Copy the listing below line for line, from its opening line to the one with "pub const SDK_VERSION: &str", both included; stop there.
################
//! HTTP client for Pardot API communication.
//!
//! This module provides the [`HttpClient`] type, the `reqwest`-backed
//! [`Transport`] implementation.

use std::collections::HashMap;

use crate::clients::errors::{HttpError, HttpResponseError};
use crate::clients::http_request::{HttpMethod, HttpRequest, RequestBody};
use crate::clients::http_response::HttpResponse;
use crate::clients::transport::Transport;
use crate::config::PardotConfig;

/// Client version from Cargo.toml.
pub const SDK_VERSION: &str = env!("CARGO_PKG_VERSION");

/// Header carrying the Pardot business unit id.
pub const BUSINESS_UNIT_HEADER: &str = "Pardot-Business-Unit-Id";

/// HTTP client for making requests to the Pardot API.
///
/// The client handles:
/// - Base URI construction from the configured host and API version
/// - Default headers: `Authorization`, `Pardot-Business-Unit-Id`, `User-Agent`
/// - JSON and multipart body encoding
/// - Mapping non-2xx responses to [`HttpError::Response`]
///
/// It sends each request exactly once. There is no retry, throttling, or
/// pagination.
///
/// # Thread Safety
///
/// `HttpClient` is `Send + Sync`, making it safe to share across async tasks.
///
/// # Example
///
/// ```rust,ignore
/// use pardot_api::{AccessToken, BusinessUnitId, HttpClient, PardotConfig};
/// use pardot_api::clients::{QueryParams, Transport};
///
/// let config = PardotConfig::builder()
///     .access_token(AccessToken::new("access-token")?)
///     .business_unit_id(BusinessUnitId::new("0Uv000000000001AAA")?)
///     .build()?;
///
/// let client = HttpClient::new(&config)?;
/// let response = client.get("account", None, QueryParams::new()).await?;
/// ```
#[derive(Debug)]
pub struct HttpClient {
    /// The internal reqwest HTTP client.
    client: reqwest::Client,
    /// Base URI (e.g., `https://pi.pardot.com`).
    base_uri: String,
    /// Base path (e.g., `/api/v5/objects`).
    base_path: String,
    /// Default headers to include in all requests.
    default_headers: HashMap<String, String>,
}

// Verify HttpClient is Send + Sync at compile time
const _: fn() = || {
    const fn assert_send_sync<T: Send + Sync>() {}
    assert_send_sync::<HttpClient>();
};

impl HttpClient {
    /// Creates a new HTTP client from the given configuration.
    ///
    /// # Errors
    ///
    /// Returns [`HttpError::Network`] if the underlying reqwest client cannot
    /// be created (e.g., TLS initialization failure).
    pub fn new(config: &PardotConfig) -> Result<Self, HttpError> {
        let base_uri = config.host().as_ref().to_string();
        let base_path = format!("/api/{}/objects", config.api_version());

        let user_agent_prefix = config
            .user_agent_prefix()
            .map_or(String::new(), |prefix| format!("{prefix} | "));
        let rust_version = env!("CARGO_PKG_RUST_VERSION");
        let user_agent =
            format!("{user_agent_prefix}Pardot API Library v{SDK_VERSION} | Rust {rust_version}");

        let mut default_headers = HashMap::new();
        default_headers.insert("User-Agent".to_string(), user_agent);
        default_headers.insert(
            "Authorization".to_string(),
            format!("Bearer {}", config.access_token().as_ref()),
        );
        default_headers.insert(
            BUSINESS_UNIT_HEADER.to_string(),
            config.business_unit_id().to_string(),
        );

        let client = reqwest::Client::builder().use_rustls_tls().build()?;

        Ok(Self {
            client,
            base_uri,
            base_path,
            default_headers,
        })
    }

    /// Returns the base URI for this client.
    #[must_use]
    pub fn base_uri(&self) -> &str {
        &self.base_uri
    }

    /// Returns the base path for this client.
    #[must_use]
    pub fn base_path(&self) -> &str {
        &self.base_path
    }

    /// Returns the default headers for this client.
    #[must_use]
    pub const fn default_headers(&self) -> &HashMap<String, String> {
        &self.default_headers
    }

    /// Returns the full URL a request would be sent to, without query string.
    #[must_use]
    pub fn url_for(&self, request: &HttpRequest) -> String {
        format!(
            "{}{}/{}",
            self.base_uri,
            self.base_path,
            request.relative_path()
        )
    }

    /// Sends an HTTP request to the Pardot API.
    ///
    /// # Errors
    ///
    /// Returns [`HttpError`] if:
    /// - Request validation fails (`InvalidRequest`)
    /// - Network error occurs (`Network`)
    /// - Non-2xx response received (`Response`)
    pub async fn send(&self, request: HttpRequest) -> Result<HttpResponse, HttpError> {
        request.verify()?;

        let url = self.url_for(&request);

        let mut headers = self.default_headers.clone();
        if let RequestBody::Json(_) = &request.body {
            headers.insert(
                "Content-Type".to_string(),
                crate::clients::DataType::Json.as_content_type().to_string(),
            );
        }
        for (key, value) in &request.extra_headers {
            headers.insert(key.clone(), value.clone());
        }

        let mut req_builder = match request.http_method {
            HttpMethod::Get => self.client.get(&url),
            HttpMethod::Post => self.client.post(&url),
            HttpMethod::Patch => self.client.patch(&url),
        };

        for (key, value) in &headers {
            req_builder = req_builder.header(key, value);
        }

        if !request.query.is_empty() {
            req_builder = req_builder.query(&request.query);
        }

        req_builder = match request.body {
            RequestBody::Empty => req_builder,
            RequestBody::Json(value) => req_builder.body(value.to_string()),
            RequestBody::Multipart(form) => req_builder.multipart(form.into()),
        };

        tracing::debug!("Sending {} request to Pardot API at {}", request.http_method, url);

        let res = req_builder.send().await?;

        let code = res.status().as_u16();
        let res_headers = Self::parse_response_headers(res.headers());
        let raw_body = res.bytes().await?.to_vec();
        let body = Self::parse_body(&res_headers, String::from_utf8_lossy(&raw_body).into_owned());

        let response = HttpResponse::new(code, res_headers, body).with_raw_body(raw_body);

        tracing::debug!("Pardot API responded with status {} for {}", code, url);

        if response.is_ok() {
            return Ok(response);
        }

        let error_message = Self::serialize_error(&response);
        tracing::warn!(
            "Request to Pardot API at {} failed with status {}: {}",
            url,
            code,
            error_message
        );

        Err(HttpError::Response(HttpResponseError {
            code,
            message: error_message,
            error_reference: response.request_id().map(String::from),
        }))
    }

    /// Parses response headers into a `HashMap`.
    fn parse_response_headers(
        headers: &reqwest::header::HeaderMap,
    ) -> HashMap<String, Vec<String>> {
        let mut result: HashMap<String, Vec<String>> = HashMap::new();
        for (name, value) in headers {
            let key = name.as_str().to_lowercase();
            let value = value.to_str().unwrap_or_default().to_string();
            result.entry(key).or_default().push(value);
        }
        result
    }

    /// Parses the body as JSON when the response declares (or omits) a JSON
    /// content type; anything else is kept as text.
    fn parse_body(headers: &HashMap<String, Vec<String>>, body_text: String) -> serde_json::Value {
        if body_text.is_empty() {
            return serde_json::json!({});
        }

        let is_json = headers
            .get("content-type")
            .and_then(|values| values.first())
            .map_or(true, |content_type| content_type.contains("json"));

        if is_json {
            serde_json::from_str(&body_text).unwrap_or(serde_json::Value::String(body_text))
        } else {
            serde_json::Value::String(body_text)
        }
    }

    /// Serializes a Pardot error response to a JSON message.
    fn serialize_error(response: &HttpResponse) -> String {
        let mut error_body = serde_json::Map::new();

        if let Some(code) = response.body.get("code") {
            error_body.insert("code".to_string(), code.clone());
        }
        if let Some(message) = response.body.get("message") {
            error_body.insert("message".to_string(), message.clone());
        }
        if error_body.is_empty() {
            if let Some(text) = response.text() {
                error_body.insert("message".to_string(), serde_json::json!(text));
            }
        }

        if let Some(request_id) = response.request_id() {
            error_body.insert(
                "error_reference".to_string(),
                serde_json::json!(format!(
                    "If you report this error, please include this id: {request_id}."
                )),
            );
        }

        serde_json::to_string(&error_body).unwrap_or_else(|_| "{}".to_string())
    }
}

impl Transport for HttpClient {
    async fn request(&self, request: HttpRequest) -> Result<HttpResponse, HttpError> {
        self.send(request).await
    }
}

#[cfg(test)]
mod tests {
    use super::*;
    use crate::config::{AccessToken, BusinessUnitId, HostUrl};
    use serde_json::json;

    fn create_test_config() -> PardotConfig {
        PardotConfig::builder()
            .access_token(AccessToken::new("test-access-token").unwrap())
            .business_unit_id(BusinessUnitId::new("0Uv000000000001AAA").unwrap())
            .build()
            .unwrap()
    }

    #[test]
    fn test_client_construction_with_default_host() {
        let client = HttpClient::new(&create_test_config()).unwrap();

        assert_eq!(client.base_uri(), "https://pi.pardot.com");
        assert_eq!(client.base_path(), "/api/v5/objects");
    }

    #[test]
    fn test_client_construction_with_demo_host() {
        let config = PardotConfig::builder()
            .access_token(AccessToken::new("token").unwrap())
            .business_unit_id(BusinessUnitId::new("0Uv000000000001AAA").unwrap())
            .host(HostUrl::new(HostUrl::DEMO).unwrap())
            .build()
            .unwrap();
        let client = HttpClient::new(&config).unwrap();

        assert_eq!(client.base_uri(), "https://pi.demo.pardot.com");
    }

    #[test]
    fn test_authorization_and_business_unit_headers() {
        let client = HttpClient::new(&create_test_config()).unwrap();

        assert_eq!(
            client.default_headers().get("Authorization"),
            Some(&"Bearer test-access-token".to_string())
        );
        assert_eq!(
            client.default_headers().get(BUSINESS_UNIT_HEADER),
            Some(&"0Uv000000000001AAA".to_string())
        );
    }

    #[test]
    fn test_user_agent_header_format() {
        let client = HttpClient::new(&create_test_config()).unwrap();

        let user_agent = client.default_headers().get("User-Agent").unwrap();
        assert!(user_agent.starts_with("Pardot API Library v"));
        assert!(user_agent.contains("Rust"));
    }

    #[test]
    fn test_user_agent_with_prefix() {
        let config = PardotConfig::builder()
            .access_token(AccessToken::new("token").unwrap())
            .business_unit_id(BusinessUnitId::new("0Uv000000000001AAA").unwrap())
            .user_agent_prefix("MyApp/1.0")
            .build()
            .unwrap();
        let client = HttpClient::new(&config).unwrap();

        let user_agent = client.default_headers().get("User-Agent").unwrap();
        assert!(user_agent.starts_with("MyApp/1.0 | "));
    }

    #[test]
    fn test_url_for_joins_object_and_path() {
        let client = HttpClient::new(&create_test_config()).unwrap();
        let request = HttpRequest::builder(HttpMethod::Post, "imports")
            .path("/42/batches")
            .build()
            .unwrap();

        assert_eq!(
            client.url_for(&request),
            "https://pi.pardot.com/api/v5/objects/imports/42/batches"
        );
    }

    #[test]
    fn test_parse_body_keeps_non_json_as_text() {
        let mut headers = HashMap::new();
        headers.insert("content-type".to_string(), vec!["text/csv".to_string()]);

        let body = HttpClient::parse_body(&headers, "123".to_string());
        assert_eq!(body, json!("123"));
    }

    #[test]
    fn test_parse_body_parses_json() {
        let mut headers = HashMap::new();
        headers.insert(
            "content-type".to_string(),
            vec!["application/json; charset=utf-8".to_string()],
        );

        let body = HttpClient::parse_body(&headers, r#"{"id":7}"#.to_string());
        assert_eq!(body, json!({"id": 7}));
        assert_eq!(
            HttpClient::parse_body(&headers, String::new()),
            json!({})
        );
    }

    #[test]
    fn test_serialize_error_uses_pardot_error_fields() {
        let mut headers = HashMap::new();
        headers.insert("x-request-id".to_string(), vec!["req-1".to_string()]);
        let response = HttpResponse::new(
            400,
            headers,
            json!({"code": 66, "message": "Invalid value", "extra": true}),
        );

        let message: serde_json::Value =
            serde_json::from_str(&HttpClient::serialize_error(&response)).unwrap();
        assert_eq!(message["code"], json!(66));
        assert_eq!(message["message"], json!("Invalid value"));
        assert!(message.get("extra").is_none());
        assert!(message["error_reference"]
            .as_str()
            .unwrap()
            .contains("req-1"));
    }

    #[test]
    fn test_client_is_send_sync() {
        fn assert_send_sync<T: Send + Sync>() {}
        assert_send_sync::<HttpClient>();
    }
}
################
REPLY:
//! HTTP client for Pardot API communication.
//!
//! This module provides the [`HttpClient`] type, the `reqwest`-backed
//! [`Transport`] implementation.

use std::collections::HashMap;

use crate::clients::errors::{HttpError, HttpResponseError};
use crate::clients::http_request::{HttpMethod, HttpRequest, RequestBody};
use crate::clients::http_response::HttpResponse;
use crate::clients::transport::Transport;
use crate::config::PardotConfig;

/// Client version from Cargo.toml.
pub const SDK_VERSION: &str = env!("CARGO_PKG_VERSION");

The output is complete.